Source records Start Marker
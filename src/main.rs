use clap::Parser;
use tracing_subscriber::EnvFilter;

use youtube_downloader_lib::config::Config;

#[tokio::main]
async fn main() -> anyhow::Result<()> {
    tracing_subscriber::fmt()
        .with_env_filter(
            EnvFilter::try_from_default_env().unwrap_or_else(|_| EnvFilter::new("info")),
        )
        .init();

    let config = Config::parse();
    youtube_downloader_lib::run(config).await
}
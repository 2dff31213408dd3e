// Error types for the download core

use thiserror::Error;

#[derive(Debug, Error)]
pub enum DownloadError {
    /// The extractor reported a failure for one attempt
    #[error("{0}")]
    ExternalLibrary(String),

    /// Every entry of the video fallback list failed
    #[error("All video formats failed")]
    AllFormatsExhausted,

    /// yt-dlp could not be started
    #[error("Tool not found: {0}")]
    ToolNotFound(String),

    /// The task was cancelled while running
    #[error("Download cancelled")]
    Cancelled,

    #[error("I/O error: {0}")]
    Io(#[from] std::io::Error),
}

/// Cookie source could not be materialized; callers fall back to no cookies
#[derive(Debug, Error)]
pub enum CookieError {
    #[error("invalid base64 cookie blob: {0}")]
    Decode(#[from] base64::DecodeError),

    #[error("failed to write cookie file: {0}")]
    Io(#[from] std::io::Error),
}
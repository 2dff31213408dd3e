// Helper functions shared by the extractor and the HTTP layer

use std::path::{Path, PathBuf};
use std::process::Stdio;
use tokio::io::AsyncReadExt;
use tokio::process::Command as TokioCommand;
use tokio::time::{timeout, Duration as TokioDuration};

use super::errors::DownloadError;

/// Run command with timeout, collecting stdout and stderr
pub async fn run_output_with_timeout(
    program: &str,
    args: Vec<String>,
    timeout_secs: u64,
) -> Result<std::process::Output, DownloadError> {
    let mut child = TokioCommand::new(program)
        .args(&args)
        .stdout(Stdio::piped())
        .stderr(Stdio::piped())
        .kill_on_drop(true)
        .spawn()
        .map_err(|e| DownloadError::ToolNotFound(format!("failed to start {}: {}", program, e)))?;

    let mut stdout_pipe = child.stdout.take();
    let mut stderr_pipe = child.stderr.take();

    let stdout_task = tokio::spawn(async move {
        let mut buf = Vec::new();
        if let Some(pipe) = stdout_pipe.as_mut() {
            pipe.read_to_end(&mut buf).await?;
        }
        Ok::<Vec<u8>, std::io::Error>(buf)
    });
    let stderr_task = tokio::spawn(async move {
        let mut buf = Vec::new();
        if let Some(pipe) = stderr_pipe.as_mut() {
            pipe.read_to_end(&mut buf).await?;
        }
        Ok::<Vec<u8>, std::io::Error>(buf)
    });

    match timeout(TokioDuration::from_secs(timeout_secs), child.wait()).await {
        Ok(status) => {
            let status = status?;
            let stdout = stdout_task.await.map_err(std::io::Error::other)??;
            let stderr = stderr_task.await.map_err(std::io::Error::other)??;
            Ok(std::process::Output {
                status,
                stdout,
                stderr,
            })
        }
        Err(_) => {
            let _ = child.kill().await;
            stdout_task.abort();
            stderr_task.abort();
            Err(DownloadError::ExternalLibrary(format!(
                "{} timed out after {}s",
                program, timeout_secs
            )))
        }
    }
}

/// Leftovers of an interrupted or in-progress download
fn is_partial_file(path: &Path) -> bool {
    matches!(
        path.extension().and_then(|e| e.to_str()),
        Some("part" | "ytdl" | "temp" | "tmp")
    )
}

/// Newest finished file in `dir` named `<stem>.<ext>`
pub fn find_output_file(dir: &Path, stem: &str) -> Option<PathBuf> {
    let prefix = format!("{}.", stem);
    let entries = std::fs::read_dir(dir).ok()?;

    entries
        .filter_map(Result::ok)
        .filter(|entry| {
            let name = entry.file_name();
            let name = name.to_string_lossy();
            // `<stem>.f137.mp4` style names are per-stream intermediates
            name.starts_with(&prefix) && name[prefix.len()..].split('.').count() == 1
        })
        .map(|entry| entry.path())
        .filter(|path| path.is_file() && !is_partial_file(path))
        .max_by_key(|path| {
            std::fs::metadata(path)
                .and_then(|m| m.modified())
                .ok()
        })
}

/// MIME type for a produced media file
pub fn content_type_for(filename: &str) -> &'static str {
    let ext = Path::new(filename)
        .extension()
        .and_then(|e| e.to_str())
        .map(str::to_ascii_lowercase);

    match ext.as_deref() {
        Some("m4a") => "audio/mp4",
        Some("mp3") => "audio/mpeg",
        Some("opus" | "ogg") => "audio/ogg",
        Some("webm") => "video/webm",
        Some("mp4") => "video/mp4",
        Some("mkv") => "video/x-matroska",
        _ => "application/octet-stream",
    }
}
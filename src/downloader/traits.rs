// Extractor trait definition

use async_trait::async_trait;
use std::path::PathBuf;
use tokio_util::sync::CancellationToken;

use super::errors::DownloadError;
use super::models::{AttemptOptions, ProgressEvent};
use super::registry::{TaskRegistry, TaskUpdate};

/// External extraction/download component.
///
/// One call is one attempt: fetch `url` with the given options, report
/// progress through `progress`, and return the final on-disk path.
#[async_trait]
pub trait Extractor: Send + Sync {
    /// Name of the extractor (for logging)
    fn name(&self) -> &'static str;

    async fn fetch(
        &self,
        url: &str,
        options: &AttemptOptions,
        progress: &ProgressEmitter,
        cancel: &CancellationToken,
    ) -> Result<PathBuf, DownloadError>;
}

/// Progress callback bound to one task
#[derive(Clone)]
pub struct ProgressEmitter {
    registry: TaskRegistry,
    task_id: String,
}

impl ProgressEmitter {
    pub fn new(registry: TaskRegistry, task_id: impl Into<String>) -> Self {
        Self {
            registry,
            task_id: task_id.into(),
        }
    }

    pub fn task_id(&self) -> &str {
        &self.task_id
    }

    pub fn emit(&self, event: ProgressEvent) {
        match event {
            ProgressEvent::Downloading { .. } => {
                if let Some(pct) = event.percent() {
                    self.registry.update(&self.task_id, TaskUpdate::Progress(pct));
                }
            }
            ProgressEvent::Finished => {
                self.registry.update(&self.task_id, TaskUpdate::Processing);
            }
        }
    }
}
// FormatSelector - which streams to ask yt-dlp for
//
// Audio is a single selector with its own fallback chain inside the
// selector string. Video is an ordered list of attempts, tried one at a
// time, most constrained first.

use super::models::FormatKind;

/// Preferred audio: m4a, then any audio, then whatever is best
pub const AUDIO_FORMAT: &str = "bestaudio[ext=m4a]/bestaudio/best";

/// Container forced for merged video+audio output
pub const VIDEO_MERGE_FORMAT: &str = "mp4";

/// Video selectors in order of preference
pub const VIDEO_FORMATS: [&str; 5] = [
    "bestvideo[height<=720]+bestaudio/best",
    "bestvideo[height<=1080]+bestaudio/best",
    "bestvideo+bestaudio/best",
    "best[vcodec!=none][acodec!=none]/best",
    "best",
];

/// Attempt plan for one task
#[derive(Debug, Clone, PartialEq, Eq)]
pub struct FormatPolicy {
    pub kind: FormatKind,
    /// Selectors, tried strictly in order
    pub formats: Vec<String>,
    pub merge_output_format: Option<String>,
}

impl FormatPolicy {
    pub fn for_kind(kind: FormatKind) -> Self {
        match kind {
            FormatKind::Audio => Self::audio(),
            FormatKind::Video => Self::video(),
        }
    }

    pub fn audio() -> Self {
        Self {
            kind: FormatKind::Audio,
            formats: vec![AUDIO_FORMAT.to_string()],
            merge_output_format: None,
        }
    }

    pub fn video() -> Self {
        Self {
            kind: FormatKind::Video,
            formats: VIDEO_FORMATS.iter().map(|f| f.to_string()).collect(),
            merge_output_format: Some(VIDEO_MERGE_FORMAT.to_string()),
        }
    }

    /// Audio failures surface directly; video failures move to the next entry
    pub fn has_fallback(&self) -> bool {
        self.formats.len() > 1
    }
}
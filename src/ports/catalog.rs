use uuid::Uuid;

use crate::domain::{Product, ProductChanges};

#[mockall::automock]
#[async_trait::async_trait]
pub trait CatalogPort {
    async fn get_product(&self, product_id: Uuid) -> Result<Product, Error>;
    async fn create_product(&self, product: Product) -> Result<Product, Error>;
    /// Catalog listing, most recently added first
    async fn list_products(&self) -> Result<Vec<Product>, Error>;
    /// Apply `changes` to a stored product and return the result
    async fn update_product(
        &self,
        product_id: Uuid,
        changes: ProductChanges,
    ) -> Result<Product, Error>;
}

#[derive(Debug, thiserror::Error)]
pub enum Error {
    #[error("product {0} does not exist")]
    ProductDoesNotExist(Uuid),

    /// Concrete adapter errors
    #[error("adapter error: {0:?}")]
    Adapter(Box<dyn std::error::Error + Send + Sync>),
}
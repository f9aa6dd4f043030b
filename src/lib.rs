//! Coffee-shop loyalty points
//!
//! Members earn one point per 50 currency units spent and redeem points one-for-one against a
//! purchase. Every balance change goes through a single ledger unit that updates the balance
//! and appends the matching ledger entry atomically, so a member's balance always equals the
//! sum of their ledger deltas.
//!
//! Operations are [`tower::Service`]s on [`commands::DomainLogic`], which talks to storage only
//! through the traits in [`ports`].

pub mod adapters;
pub mod commands;
pub mod config;
pub mod domain;
pub mod ports;
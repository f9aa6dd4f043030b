use std::{
    future::Future,
    pin::Pin,
    task::{Context, Poll},
};

use crate::{
    domain::{points_for_purchase, EntryKind, LedgerDraft, LedgerEntry, Member},
    ports::{
        catalog::CatalogPort,
        ledger::{self, LedgerPort},
        member::MemberPort,
    },
};
use rust_decimal::Decimal;
use serde::{Deserialize, Serialize};
use tower::Service;
use tracing::info;
use uuid::Uuid;

use super::{DomainLogic, Error};

/// A member buys `quantity` units of a product and earns points for it
#[derive(Clone, Debug, Deserialize)]
pub struct EarnPointsRequest {
    pub member_id: Uuid,
    pub product_id: Uuid,
    pub quantity: i64,
}

#[derive(Debug, PartialEq, Eq, Serialize)]
pub struct PurchaseSummary {
    pub product_id: Uuid,
    pub product_name: String,
    pub unit_price: Decimal,
    pub quantity: u32,
    pub total_amount: Decimal,
}

#[derive(Debug, PartialEq, Eq, Serialize)]
pub struct EarnPointsResponse {
    pub member_id: Uuid,
    pub purchase: PurchaseSummary,
    pub points_earned: u32,
    /// Previous number of loyalty points
    pub previous_balance: u32,
    /// New number of loyalty points
    pub new_balance: u32,
    pub entry: LedgerEntry,
}

impl<L, M, C> Service<EarnPointsRequest> for DomainLogic<L, M, C>
where
    L: LedgerPort + Send + Sync + 'static,
    M: MemberPort + Send + Sync + 'static,
    C: CatalogPort + Send + Sync + 'static,
{
    type Response = EarnPointsResponse;
    type Error = Error;
    type Future = Pin<Box<dyn Future<Output = Result<Self::Response, Self::Error>> + Send>>;

    fn poll_ready(&mut self, _cx: &mut Context<'_>) -> Poll<Result<(), Self::Error>> {
        Poll::Ready(Ok(()))
    }

    fn call(&mut self, req: EarnPointsRequest) -> Self::Future {
        let ledger = self.ledger.clone();
        let member = self.member.clone();
        let catalog = self.catalog.clone();
        let currency = self.currency.clone();
        Box::pin(async move {
            if req.quantity <= 0 {
                return Err(Error::InvalidInput("quantity must be greater than 0".into()));
            }
            let quantity = u32::try_from(req.quantity)
                .map_err(|_| Error::InvalidInput("quantity is out of range".into()))?;

            // Fetch necessary data
            let member = member.get_member(req.member_id).await?;
            let product = catalog.get_product(req.product_id).await?;

            let total_amount = product
                .price
                .checked_mul(Decimal::from(quantity))
                .ok_or(Error::InvalidInput("purchase total is out of range".into()))?;
            let points_earned = points_for_purchase(total_amount)
                .ok_or(Error::InvalidInput("purchase total is out of range".into()))?;
            let delta_points = i32::try_from(points_earned)
                .map_err(|_| Error::InvalidInput("purchase total is out of range".into()))?;

            let draft = LedgerDraft {
                product_id: Some(product.product_id),
                delta_points,
                kind: EntryKind::Earned,
                description: format!(
                    "Purchase: {quantity}x {} ({total_amount} {currency})",
                    product.name
                ),
            };
            // A zero-point purchase is still recorded in the ledger
            let unit = Box::new(move |_: &Member| Ok::<_, ledger::Error>(draft));
            let committed = ledger.run_atomic(member.member_id, unit).await?;

            info!(
                member_id = %member.member_id,
                product_id = %product.product_id,
                quantity,
                %total_amount,
                points_earned,
                new_balance = committed.new_balance,
                "Points earned"
            );

            Ok(EarnPointsResponse {
                member_id: member.member_id,
                purchase: PurchaseSummary {
                    product_id: product.product_id,
                    product_name: product.name,
                    unit_price: product.price,
                    quantity,
                    total_amount,
                },
                points_earned,
                previous_balance: committed.previous_balance,
                new_balance: committed.new_balance,
                entry: committed.entry,
            })
        })
    }
}
pub mod database;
Source records End Marker
Exercise details:
The response should be the listing above, limited to the lines between the one holding "let mut stdout_pipe" and the one holding "let status = status?;", inclusive, reproduced exactly.

Result below:
    let mut stdout_pipe = child.stdout.take();
    let mut stderr_pipe = child.stderr.take();

    let stdout_task = tokio::spawn(async move {
        let mut buf = Vec::new();
        if let Some(pipe) = stdout_pipe.as_mut() {
            pipe.read_to_end(&mut buf).await?;
        }
        Ok::<Vec<u8>, std::io::Error>(buf)
    });
    let stderr_task = tokio::spawn(async move {
        let mut buf = Vec::new();
        if let Some(pipe) = stderr_pipe.as_mut() {
            pipe.read_to_end(&mut buf).await?;
        }
        Ok::<Vec<u8>, std::io::Error>(buf)
    });

    match timeout(TokioDuration::from_secs(timeout_secs), child.wait()).await {
        Ok(status) => {
            let status = status?;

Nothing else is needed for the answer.